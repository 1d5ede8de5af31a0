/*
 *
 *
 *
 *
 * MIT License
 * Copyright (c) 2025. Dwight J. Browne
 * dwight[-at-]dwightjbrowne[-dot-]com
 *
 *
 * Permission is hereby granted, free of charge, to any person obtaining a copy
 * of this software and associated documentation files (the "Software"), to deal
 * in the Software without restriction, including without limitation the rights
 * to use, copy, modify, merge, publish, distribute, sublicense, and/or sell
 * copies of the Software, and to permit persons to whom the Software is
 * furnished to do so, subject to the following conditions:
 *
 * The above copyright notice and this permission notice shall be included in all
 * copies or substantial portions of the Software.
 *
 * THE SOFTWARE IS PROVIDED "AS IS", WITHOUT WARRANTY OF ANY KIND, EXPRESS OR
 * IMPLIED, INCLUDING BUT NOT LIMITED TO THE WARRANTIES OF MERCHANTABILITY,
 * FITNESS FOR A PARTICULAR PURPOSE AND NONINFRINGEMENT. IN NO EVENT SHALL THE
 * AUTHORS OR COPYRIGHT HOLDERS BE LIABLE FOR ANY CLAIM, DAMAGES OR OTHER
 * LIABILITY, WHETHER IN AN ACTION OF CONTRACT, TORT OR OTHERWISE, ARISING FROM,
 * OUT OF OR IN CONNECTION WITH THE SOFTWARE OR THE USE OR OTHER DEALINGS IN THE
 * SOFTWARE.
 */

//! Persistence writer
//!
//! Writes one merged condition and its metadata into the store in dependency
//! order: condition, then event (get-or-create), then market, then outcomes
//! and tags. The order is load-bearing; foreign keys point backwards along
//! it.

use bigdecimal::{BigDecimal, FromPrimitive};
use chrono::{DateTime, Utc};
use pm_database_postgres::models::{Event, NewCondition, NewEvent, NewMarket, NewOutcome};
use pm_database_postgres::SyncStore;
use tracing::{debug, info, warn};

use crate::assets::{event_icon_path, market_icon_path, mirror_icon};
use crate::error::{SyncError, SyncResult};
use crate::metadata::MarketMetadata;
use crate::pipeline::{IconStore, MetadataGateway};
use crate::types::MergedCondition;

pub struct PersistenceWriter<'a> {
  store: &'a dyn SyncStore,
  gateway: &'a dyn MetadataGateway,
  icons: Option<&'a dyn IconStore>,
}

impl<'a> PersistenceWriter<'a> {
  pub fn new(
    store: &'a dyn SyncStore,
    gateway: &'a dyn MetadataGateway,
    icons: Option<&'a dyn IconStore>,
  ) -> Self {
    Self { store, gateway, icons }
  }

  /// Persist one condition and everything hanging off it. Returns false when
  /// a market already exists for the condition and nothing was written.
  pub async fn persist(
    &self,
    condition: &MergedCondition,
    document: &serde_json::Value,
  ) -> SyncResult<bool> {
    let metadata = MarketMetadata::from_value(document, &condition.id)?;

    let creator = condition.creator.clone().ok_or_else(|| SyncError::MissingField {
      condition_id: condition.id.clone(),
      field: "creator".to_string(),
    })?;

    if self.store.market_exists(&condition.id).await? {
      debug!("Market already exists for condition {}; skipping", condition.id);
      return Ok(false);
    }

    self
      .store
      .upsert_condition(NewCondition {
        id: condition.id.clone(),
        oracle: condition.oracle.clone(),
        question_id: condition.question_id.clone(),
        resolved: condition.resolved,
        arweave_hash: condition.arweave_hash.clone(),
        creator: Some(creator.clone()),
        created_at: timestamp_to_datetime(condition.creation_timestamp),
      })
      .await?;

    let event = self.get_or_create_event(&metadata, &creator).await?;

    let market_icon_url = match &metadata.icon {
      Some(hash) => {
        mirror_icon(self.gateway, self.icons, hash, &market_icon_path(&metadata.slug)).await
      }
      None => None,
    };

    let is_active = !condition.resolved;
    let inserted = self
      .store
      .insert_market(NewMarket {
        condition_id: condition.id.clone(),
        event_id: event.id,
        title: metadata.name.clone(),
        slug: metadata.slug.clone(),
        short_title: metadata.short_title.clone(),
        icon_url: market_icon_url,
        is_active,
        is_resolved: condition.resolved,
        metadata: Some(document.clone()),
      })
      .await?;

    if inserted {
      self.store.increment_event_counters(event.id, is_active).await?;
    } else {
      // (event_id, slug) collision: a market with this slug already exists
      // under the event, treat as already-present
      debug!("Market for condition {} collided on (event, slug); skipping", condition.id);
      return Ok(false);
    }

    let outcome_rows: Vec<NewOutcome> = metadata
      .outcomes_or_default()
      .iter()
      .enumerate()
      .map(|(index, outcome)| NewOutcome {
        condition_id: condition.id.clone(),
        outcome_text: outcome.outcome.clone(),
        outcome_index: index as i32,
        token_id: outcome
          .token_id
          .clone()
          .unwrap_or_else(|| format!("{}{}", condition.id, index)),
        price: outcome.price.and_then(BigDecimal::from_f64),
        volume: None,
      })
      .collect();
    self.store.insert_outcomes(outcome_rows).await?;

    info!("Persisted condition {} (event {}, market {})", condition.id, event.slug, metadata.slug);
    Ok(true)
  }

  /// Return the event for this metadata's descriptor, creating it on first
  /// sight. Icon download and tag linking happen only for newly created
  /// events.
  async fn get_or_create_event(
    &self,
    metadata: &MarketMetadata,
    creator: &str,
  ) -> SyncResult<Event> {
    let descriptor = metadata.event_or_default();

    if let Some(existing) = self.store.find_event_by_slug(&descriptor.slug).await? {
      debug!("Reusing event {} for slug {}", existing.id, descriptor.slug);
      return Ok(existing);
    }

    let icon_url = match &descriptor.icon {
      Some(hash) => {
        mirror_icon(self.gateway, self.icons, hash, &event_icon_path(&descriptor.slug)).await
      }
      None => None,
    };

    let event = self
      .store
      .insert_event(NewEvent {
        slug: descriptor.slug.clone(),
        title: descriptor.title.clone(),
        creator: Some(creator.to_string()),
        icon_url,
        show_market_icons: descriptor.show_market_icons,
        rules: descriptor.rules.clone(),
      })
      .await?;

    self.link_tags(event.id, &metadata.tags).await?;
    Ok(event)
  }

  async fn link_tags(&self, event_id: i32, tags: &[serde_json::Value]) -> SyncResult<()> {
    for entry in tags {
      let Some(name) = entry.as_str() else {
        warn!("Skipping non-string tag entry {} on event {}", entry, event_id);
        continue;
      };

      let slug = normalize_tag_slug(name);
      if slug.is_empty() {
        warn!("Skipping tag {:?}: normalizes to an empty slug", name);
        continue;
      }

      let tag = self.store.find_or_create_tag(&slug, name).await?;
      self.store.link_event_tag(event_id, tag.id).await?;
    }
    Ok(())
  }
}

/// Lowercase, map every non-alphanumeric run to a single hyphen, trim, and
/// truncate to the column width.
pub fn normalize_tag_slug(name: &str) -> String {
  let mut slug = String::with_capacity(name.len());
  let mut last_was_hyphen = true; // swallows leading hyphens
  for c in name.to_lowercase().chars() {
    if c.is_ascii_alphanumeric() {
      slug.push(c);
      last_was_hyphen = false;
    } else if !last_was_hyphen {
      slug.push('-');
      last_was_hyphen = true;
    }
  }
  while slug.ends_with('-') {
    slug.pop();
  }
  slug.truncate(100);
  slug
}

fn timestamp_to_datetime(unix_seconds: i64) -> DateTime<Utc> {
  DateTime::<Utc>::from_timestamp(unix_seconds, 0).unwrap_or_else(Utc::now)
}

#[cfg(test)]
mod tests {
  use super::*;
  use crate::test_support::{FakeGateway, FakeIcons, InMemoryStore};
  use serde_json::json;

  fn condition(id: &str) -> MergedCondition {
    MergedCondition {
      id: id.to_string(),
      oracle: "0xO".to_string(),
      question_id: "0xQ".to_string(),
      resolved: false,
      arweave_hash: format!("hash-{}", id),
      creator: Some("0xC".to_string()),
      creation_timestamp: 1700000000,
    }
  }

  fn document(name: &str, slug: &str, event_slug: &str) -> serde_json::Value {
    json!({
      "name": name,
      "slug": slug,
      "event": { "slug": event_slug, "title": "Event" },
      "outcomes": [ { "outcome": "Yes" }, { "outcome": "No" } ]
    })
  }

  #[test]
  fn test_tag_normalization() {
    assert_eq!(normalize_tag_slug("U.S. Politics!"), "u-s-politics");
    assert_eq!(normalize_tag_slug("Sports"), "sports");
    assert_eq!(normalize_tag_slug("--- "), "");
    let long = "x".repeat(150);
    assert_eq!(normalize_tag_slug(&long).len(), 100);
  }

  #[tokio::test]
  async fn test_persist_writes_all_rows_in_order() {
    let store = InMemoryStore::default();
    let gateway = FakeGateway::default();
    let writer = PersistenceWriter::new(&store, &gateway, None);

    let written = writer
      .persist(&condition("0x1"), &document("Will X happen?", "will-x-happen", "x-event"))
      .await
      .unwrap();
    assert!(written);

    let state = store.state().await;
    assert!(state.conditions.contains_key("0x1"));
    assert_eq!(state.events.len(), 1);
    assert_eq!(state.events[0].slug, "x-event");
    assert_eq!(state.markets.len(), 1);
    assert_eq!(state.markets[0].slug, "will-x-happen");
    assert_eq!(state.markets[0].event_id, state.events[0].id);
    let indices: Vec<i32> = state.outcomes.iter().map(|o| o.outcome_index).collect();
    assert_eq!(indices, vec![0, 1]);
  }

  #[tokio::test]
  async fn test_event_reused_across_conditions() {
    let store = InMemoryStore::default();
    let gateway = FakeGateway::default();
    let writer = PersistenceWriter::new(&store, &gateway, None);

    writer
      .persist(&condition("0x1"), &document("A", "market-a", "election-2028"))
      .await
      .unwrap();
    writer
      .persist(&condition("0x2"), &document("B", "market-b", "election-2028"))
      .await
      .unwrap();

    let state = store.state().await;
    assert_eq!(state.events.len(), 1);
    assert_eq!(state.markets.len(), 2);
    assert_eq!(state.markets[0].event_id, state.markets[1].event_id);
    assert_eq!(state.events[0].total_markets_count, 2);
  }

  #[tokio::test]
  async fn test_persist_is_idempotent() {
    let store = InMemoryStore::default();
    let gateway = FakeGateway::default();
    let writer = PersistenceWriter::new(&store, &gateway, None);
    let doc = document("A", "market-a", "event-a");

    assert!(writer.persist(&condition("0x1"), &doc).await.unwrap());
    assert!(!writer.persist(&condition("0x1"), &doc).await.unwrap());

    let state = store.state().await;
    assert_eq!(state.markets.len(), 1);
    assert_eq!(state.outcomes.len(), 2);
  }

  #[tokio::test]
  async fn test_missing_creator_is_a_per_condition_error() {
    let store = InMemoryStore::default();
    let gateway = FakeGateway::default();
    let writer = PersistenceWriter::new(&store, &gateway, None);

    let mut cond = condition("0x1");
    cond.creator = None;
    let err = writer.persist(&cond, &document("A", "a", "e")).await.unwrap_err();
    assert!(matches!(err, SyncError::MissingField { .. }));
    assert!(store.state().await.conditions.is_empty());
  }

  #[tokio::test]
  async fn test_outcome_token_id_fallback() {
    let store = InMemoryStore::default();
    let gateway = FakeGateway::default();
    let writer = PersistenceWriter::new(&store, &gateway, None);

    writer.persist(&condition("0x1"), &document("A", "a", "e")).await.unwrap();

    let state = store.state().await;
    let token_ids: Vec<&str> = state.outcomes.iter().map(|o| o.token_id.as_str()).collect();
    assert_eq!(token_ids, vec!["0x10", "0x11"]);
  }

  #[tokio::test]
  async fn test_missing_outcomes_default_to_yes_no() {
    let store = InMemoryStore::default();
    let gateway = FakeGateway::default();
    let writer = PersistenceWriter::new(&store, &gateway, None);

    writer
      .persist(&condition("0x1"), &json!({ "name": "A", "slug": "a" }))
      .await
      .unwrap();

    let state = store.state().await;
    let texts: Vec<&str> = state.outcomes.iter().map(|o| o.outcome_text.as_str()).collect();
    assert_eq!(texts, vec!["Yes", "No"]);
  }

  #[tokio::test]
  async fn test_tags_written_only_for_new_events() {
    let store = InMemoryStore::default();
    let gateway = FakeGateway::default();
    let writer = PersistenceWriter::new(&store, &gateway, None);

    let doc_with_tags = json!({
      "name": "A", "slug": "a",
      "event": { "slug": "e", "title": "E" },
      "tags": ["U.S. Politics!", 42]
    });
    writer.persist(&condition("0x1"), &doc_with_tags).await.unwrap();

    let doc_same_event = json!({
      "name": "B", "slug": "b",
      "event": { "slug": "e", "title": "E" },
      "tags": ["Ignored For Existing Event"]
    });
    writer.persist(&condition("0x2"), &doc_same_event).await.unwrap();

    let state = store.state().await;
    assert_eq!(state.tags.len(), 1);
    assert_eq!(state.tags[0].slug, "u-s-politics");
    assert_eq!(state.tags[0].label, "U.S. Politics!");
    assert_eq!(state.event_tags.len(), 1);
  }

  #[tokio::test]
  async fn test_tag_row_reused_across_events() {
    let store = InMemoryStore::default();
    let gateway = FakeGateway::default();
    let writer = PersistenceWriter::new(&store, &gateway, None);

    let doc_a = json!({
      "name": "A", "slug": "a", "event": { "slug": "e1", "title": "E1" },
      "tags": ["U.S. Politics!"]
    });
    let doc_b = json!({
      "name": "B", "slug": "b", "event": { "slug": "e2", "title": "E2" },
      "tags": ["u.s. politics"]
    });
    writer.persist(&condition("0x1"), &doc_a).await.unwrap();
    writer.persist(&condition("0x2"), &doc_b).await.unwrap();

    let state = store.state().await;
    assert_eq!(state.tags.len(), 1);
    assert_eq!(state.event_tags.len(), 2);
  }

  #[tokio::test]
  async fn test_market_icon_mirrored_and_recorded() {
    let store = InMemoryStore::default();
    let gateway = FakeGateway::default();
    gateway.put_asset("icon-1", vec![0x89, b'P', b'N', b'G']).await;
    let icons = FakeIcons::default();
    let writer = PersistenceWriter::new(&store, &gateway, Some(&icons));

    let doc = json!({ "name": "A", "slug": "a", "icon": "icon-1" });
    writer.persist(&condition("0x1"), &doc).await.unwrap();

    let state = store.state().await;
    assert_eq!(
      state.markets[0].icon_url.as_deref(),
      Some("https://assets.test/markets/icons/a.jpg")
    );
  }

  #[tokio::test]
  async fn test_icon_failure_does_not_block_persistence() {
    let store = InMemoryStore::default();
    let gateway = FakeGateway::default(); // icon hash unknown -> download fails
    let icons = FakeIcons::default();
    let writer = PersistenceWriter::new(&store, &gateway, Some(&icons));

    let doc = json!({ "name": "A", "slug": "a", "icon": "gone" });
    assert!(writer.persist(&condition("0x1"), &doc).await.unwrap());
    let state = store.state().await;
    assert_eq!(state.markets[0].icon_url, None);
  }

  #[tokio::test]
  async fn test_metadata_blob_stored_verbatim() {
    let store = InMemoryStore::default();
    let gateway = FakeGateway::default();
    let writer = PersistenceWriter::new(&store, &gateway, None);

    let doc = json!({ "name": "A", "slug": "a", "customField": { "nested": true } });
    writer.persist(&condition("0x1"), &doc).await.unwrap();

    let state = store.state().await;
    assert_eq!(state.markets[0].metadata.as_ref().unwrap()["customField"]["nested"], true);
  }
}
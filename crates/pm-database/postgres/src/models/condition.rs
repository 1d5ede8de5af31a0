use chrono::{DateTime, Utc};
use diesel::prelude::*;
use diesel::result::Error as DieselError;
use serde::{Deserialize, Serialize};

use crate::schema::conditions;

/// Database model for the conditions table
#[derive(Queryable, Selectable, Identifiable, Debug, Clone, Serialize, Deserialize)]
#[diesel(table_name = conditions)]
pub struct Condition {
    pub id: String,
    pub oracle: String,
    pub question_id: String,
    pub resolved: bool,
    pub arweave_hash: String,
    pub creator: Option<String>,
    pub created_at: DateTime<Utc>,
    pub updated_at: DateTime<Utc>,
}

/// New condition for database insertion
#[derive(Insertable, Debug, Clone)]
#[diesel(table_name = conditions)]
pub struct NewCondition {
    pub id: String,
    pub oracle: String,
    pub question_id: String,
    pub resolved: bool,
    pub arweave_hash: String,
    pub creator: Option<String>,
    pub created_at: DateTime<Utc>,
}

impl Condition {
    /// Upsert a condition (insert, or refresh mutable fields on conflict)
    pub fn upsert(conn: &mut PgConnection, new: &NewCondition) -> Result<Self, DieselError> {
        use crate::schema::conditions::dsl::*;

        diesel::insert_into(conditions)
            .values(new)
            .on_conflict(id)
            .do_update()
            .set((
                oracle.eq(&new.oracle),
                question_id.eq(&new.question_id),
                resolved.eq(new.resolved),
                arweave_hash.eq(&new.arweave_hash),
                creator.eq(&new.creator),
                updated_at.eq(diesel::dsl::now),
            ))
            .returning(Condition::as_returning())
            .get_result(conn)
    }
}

• _Work required_:
Quote the listing word for word from its first line through the line in which "market, then outcomes" appears.

• _Your response_:
repository 1d5ede8de5af31a0
/*
 *
 *
 *
 *
 * MIT License
 * Copyright (c) 2025. Dwight J. Browne
 * dwight[-at-]dwightjbrowne[-dot-]com
 *
 *
 * Permission is hereby granted, free of charge, to any person obtaining a copy
 * of this software and associated documentation files (the "Software"), to deal
 * in the Software without restriction, including without limitation the rights
 * to use, copy, modify, merge, publish, distribute, sublicense, and/or sell
 * copies of the Software, and to permit persons to whom the Software is
 * furnished to do so, subject to the following conditions:
 *
 * The above copyright notice and this permission notice shall be included in all
 * copies or substantial portions of the Software.
 *
 * THE SOFTWARE IS PROVIDED "AS IS", WITHOUT WARRANTY OF ANY KIND, EXPRESS OR
 * IMPLIED, INCLUDING BUT NOT LIMITED TO THE WARRANTIES OF MERCHANTABILITY,
 * FITNESS FOR A PARTICULAR PURPOSE AND NONINFRINGEMENT. IN NO EVENT SHALL THE
 * AUTHORS OR COPYRIGHT HOLDERS BE LIABLE FOR ANY CLAIM, DAMAGES OR OTHER
 * LIABILITY, WHETHER IN AN ACTION OF CONTRACT, TORT OR OTHERWISE, ARISING FROM,
 * OUT OF OR IN CONNECTION WITH THE SOFTWARE OR THE USE OR OTHER DEALINGS IN THE
 * SOFTWARE.
 */

//! Persistence writer
//!
//! Writes one merged condition and its metadata into the store in dependency
//! order: condition, then event (get-or-create), then market, then outcomes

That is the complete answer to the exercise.